The hon. Member for Easington (Grahame M. Morris) referred to Gamma Knife, and I will respond to him in more detail after the debate if that is acceptable to him. I am sure he did not mean to say that NHS England is callous and cold. Clinicians must make difficult decisions every day on behalf of all of us in balancing competing health priorities. He used those words, but I know he did not mean them in connection with the people who must make the difficult decisions. Many of our clinicians and health leaders must perform difficult balancing acts. Just the challenges made to me as the Minister in this debate this morning would have an enormous cost.
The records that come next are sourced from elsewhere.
//! Cascada de reglas por palabras clave: el modo que siempre está disponible.
//!
//! Las reglas se evalúan en orden y gana la primera que coincide. El orden es
//! parte del comportamiento: hay disparadores compartidos (p. ej. `fatigue`
//! en tiroides y en anemia) y siempre resuelve la regla anterior.

use std::sync::LazyLock;

use anyhow::Result;
use regex::Regex;
use tracing::debug;

use crate::engine::Recommender;
use crate::models::{Recommendation, SymptomQuery};

pub const RULE_NOTES: &str =
    "This is a rule-based recommendation. Final prescription authority lies with the licensed physician.";

/// Texto fijo que produce una regla.
#[derive(Debug, Clone, Copy, PartialEq, Eq)]
pub struct RuleOutcome {
    pub diagnosis: &'static str,
    pub medicine: &'static str,
    pub alternative: &'static str,
    pub lifestyle: &'static str,
    pub red_flags: &'static str,
    pub follow_up: &'static str,
}

/// Un paso de la cascada: patrón compilado y su resultado.
pub struct CascadeRule {
    pub key: &'static str,
    regex: Regex,
    pub outcome: RuleOutcome,
}

impl CascadeRule {
    pub fn matches(&self, lowered: &str) -> bool {
        self.regex.is_match(lowered)
    }
}

pub const DEFAULT_OUTCOME: RuleOutcome = RuleOutcome {
    diagnosis: "General symptomatic care",
    medicine: "- Paracetamol 500 mg: Every 6 hours as needed",
    alternative: "- Ibuprofen 200 mg: Every 6-8 hours if no contraindications",
    lifestyle: "Hydration, rest, monitor symptoms.",
    red_flags: "Persistent symptoms more than 3 days, high fever, severe pain.",
    follow_up: "Review in 48-72 hours if no improvement.",
};

static CASCADE: LazyLock<Vec<CascadeRule>> = LazyLock::new(|| {
    vec![
        rule(
            "fever",
            r"\bfever\b|\btemperature\b|\bpyrexia\b",
            RuleOutcome {
                diagnosis: "Acute febrile illness",
                medicine: "- Paracetamol 500 mg: Every 6 hours for fever\n- Maintain hydration with ORS",
                alternative: "- Ibuprofen 400 mg: Every 8 hours if no contraindications\n- Cold compress",
                lifestyle: "Fluids (2-3 liters/day), rest, monitor temperature.",
                red_flags: "Fever >39°C for >3 days, severe headache, rash, breathing difficulty, altered consciousness.",
                follow_up: "Review in 48 hours if fever persists.",
            },
        ),
        rule(
            "diabetes",
            r"\bdiabetes\b|\bhigh.*sugar\b|\bhyperglycemi\b",
            RuleOutcome {
                diagnosis: "Type 2 Diabetes Mellitus",
                medicine: "- Metformin 500 mg: BD with meals (start low, titrate up)\n- Monitor blood glucose regularly",
                alternative: "- Glimepiride 1-2 mg OD (if metformin not tolerated)\n- DPP-4 inhibitors (Sitagliptin 100 mg OD)",
                lifestyle: "Low glycemic index diet, 150 min exercise/week, weight loss (if BMI >25), avoid refined sugars.",
                red_flags: "Glucose >400 mg/dL, confusion, chest pain, excessive thirst, fruity breath odor, rapid breathing.",
                follow_up: "HbA1c every 3 months, annual eye/foot examination.",
            },
        ),
        rule(
            "cold",
            r"\bcough\b|\bcold\b|\bsneez\b|\brunny.*nose\b|\bnasal.*congest\b",
            RuleOutcome {
                diagnosis: "Upper Respiratory Tract Infection (URTI)",
                medicine: "- Cetirizine 10 mg: Once daily at bedtime\n- Dextromethorphan cough syrup: 10 mL TDS\n- Saline nasal drops",
                alternative: "- Loratadine 10 mg OD (non-drowsy)\n- Steam inhalation 2-3 times daily\n- Honey (1 tsp) for cough",
                lifestyle: "Rest, warm fluids (tea, soup), avoid cold beverages, humidify room air.",
                red_flags: "High fever >38.5°C, chest pain, difficulty breathing, persistent symptoms >7 days.",
                follow_up: "Review if symptoms persist beyond 5-7 days or worsen.",
            },
        ),
        rule(
            "headache",
            r"\bheadache\b|\bmigrain\b|\bhead.*pain\b",
            RuleOutcome {
                diagnosis: "Tension headache / Migraine",
                medicine: "- Paracetamol 500 mg: Every 6-8 hours (max 4g/day)\n- For migraine: Sumatriptan 50 mg as needed",
                alternative: "- Ibuprofen 400 mg TDS\n- Naproxen 250 mg BD\n- Rest in dark, quiet room",
                lifestyle: "Stress management, regular sleep (7-8 hrs), hydration, avoid triggers (caffeine, alcohol, screens).",
                red_flags: "Sudden severe headache (thunderclap), vision changes, confusion, neck stiffness, fever with headache.",
                follow_up: "Review if headaches increase in frequency or severity. Consider CT if red flags present.",
            },
        ),
        rule(
            "hypertension",
            r"\bhypertension\b|\bhigh.*blood.*pressure\b|\bhbp\b",
            RuleOutcome {
                diagnosis: "Essential Hypertension",
                medicine: "- Amlodipine 5 mg: Once daily\n- Monitor BP regularly (home monitoring)",
                alternative: "- Losartan 50 mg OD (ARB)\n- Enalapril 5 mg OD (ACE inhibitor)\n- Hydrochlorothiazide 12.5 mg OD",
                lifestyle: "Low sodium diet (<2g/day), DASH diet, regular exercise (30 min/day), weight reduction, limit alcohol, quit smoking.",
                red_flags: "BP >180/120, chest pain, severe headache, vision changes, shortness of breath, nosebleeds.",
                follow_up: "BP monitoring weekly initially, then monthly. Review medications every 3 months.",
            },
        ),
        rule(
            "asthma",
            r"\basthma\b|\bwheezing\b|\bshortness.*breath\b|\bbreathe\b",
            RuleOutcome {
                diagnosis: "Asthma / Reactive Airway Disease",
                medicine: "- Salbutamol inhaler (2 puffs): PRN for symptoms\n- Budesonide inhaler 200 mcg: BD (controller)",
                alternative: "- Montelukast 10 mg: Once daily at bedtime\n- Formoterol + Budesonide combination inhaler",
                lifestyle: "Avoid triggers (dust, smoke, cold air), breathing exercises, maintain healthy weight, flu vaccination.",
                red_flags: "Severe difficulty breathing, blue lips/fingers, unable to speak full sentences, chest tightness not relieved by inhaler.",
                follow_up: "Review in 2 weeks, peak flow monitoring, pulmonary function tests if persistent.",
            },
        ),
        rule(
            "gastric",
            r"\bgastric\b|\bacid\b|\bheart.*burn\b|\bindigestion\b|\bstomach.*pain\b|\bepigastric\b",
            RuleOutcome {
                diagnosis: "Gastritis / Gastroesophageal Reflux Disease (GERD)",
                medicine: "- Omeprazole 20 mg: Once daily before breakfast\n- Antacid (Magaldrate) syrup: 10 mL after meals",
                alternative: "- Pantoprazole 40 mg OD\n- Ranitidine 150 mg BD\n- Sucralfate 1g QID",
                lifestyle: "Small frequent meals, avoid spicy/fatty foods, no late meals (3 hrs before bed), elevate head while sleeping, avoid alcohol/smoking.",
                red_flags: "Severe abdominal pain, vomiting blood, black tarry stools, weight loss, difficulty swallowing.",
                follow_up: "Review in 4 weeks. Consider endoscopy if symptoms persist or red flags present.",
            },
        ),
        rule(
            "allergy",
            r"\ballerg\b|\brash\b|\bitch\b|\bhives\b|\burticaria\b",
            RuleOutcome {
                diagnosis: "Allergic Reaction / Urticaria",
                medicine: "- Cetirizine 10 mg: Once daily\n- Hydrocortisone cream 1%: Apply BD to affected areas\n- Avoid known allergens",
                alternative: "- Loratadine 10 mg OD\n- Fexofenadine 120 mg OD (non-sedating)\n- Calamine lotion for local relief",
                lifestyle: "Identify and avoid triggers, wear loose cotton clothing, avoid hot showers, keep skin moisturized.",
                red_flags: "Difficulty breathing, swelling of face/throat/tongue, rapid pulse, dizziness, loss of consciousness (anaphylaxis).",
                follow_up: "Review in 1 week. Allergy testing if recurrent. Carry epinephrine auto-injector if severe allergies.",
            },
        ),
        rule(
            "arthritis",
            r"\barthritis\b|\bjoint.*pain\b|\bknee.*pain\b|\bback.*pain\b|\bosteo\b",
            RuleOutcome {
                diagnosis: "Osteoarthritis / Degenerative Joint Disease",
                medicine: "- Ibuprofen 400 mg: TDS after meals\n- Glucosamine 1500 mg + Chondroitin 1200 mg: Once daily\n- Topical diclofenac gel",
                alternative: "- Naproxen 250 mg BD\n- Paracetamol 1g TDS\n- Hot/cold therapy\n- Capsaicin cream 0.025%",
                lifestyle: "Weight reduction if overweight, low-impact exercises (swimming, cycling), physical therapy, avoid prolonged standing.",
                red_flags: "Severe pain, joint swelling/warmth/redness, fever, inability to bear weight, deformity.",
                follow_up: "Review in 2 weeks. X-rays if severe. Consider physiotherapy referral.",
            },
        ),
        rule(
            "mental_health",
            r"\banxiety\b|\bdepression\b|\bstress\b|\bpanic\b|\bmental\b|\bsad\b|\bworr\b",
            RuleOutcome {
                diagnosis: "Anxiety / Depression - Requires Mental Health Evaluation",
                medicine: "- Escitalopram 10 mg: Once daily (after psychiatric evaluation)\n- Consider counseling/psychotherapy first",
                alternative: "- Sertraline 50 mg OD\n- Cognitive Behavioral Therapy (CBT)\n- Mindfulness-based therapy",
                lifestyle: "Regular exercise (30 min/day), adequate sleep (7-9 hrs), social support, relaxation techniques (meditation, yoga), limit caffeine/alcohol.",
                red_flags: "Suicidal thoughts, self-harm, severe panic attacks, inability to perform daily activities, hallucinations.",
                follow_up: "Psychiatric referral recommended. Review in 1 week initially, then every 2-4 weeks.",
            },
        ),
        rule(
            "uti",
            r"\buti\b|\burinary\b|\bburn.*urin\b|\bfrequent.*urin\b|\bdysuria\b",
            RuleOutcome {
                diagnosis: "Urinary Tract Infection (UTI)",
                medicine: "- Nitrofurantoin 100 mg: BD for 5 days\n- Increase fluid intake (2-3 liters/day)",
                alternative: "- Trimethoprim 200 mg BD for 3 days\n- Ciprofloxacin 500 mg BD for 3 days\n- Cranberry supplements",
                lifestyle: "Hydration (8-10 glasses water/day), urinate frequently, avoid holding urine, proper hygiene, cranberry juice.",
                red_flags: "High fever, flank pain, blood in urine, nausea/vomiting, confusion (especially in elderly).",
                follow_up: "Review if symptoms persist after 48 hours. Urine culture if recurrent UTIs.",
            },
        ),
        rule(
            "thyroid",
            r"\bthyroid\b|\bhypothyroid\b|\bhyperthyroid\b|\bfatigue\b|\bweight.*gain\b",
            RuleOutcome {
                diagnosis: "Thyroid Disorder (Requires lab confirmation)",
                medicine: "- Levothyroxine 50 mcg: Once daily (for hypothyroidism, after TSH confirmation)\n- Take on empty stomach",
                alternative: "- Dosage adjustment based on TSH levels\n- Regular monitoring required",
                lifestyle: "Regular medication timing, avoid soy/calcium supplements near medication time, balanced diet, regular exercise.",
                red_flags: "Severe fatigue, rapid heart rate, tremors, significant weight changes, neck swelling.",
                follow_up: "TSH levels every 6-8 weeks initially, then every 6 months once stable.",
            },
        ),
        rule(
            "skin",
            r"\bskin.*infection\b|\bfungal\b|\bringworm\b|\beczema\b|\bdermatitis\b",
            RuleOutcome {
                diagnosis: "Skin Infection / Dermatitis",
                medicine: "- Clotrimazole cream 1%: Apply BD for fungal infections\n- Hydrocortisone cream 1%: BD for inflammation (max 7 days)",
                alternative: "- Terbinafine cream 1% BD\n- Mupirocin ointment (if bacterial)\n- Calamine lotion for soothing",
                lifestyle: "Keep area clean and dry, avoid tight clothing, change clothes daily, avoid sharing towels.",
                red_flags: "Spreading infection, fever, pus discharge, severe pain, no improvement in 1 week.",
                follow_up: "Review in 1 week if no improvement. Skin scraping/culture if persistent.",
            },
        ),
        rule(
            "anemia",
            r"\banemia\b|\banemic\b|\blow.*iron\b|\bfatigue\b|\bpale\b|\bdizz\b",
            RuleOutcome {
                diagnosis: "Iron Deficiency Anemia (Requires lab confirmation)",
                medicine: "- Ferrous sulfate 325 mg: Once daily with vitamin C\n- Take on empty stomach or with orange juice",
                alternative: "- Ferrous gluconate 300 mg OD (if GI side effects)\n- Iron polymaltose complex\n- Vitamin B12 if deficient",
                lifestyle: "Iron-rich foods (red meat, spinach, lentils, fortified cereals), vitamin C with meals (enhances absorption), avoid tea/coffee with meals.",
                red_flags: "Severe fatigue, chest pain, shortness of breath, rapid heartbeat, severe dizziness, blood in stool.",
                follow_up: "Hemoglobin check in 4-6 weeks. Continue iron for 3-6 months to replenish stores.",
            },
        ),
        rule(
            "insomnia",
            r"\binsomnia\b|\bsleep\b|\bcan't.*sleep\b|\bawake\b",
            RuleOutcome {
                diagnosis: "Insomnia / Sleep Disorder",
                medicine: "- Melatonin 3 mg: 30 minutes before bedtime\n- Short-term: Zolpidem 5 mg (if severe, max 2 weeks)",
                alternative: "- Diphenhydramine 25 mg at bedtime\n- Trazodone 50 mg (if depression present)\n- CBT for insomnia (CBT-I)",
                lifestyle: "Sleep hygiene: regular sleep schedule, dark/cool room, avoid screens 1 hr before bed, no caffeine after 2 PM, relaxation techniques.",
                red_flags: "Sleep apnea symptoms (snoring, gasping), severe daytime impairment, depression with insomnia.",
                follow_up: "Review in 2 weeks. Sleep study if suspected sleep apnea.",
            },
        ),
    ]
});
We must make difficult decisions all the time about where we can best spend resources to bring the best results for the population. I know that that is at the heart of hon. Members’ concerns.
I thank hon. Members who are present. Many are long-standing champions of particular issues in Parliament and I urge them to continue their awareness-raising work. NHS England will continue to respond to that, as will Ministers. I thank hon. Members for attending the debate this morning.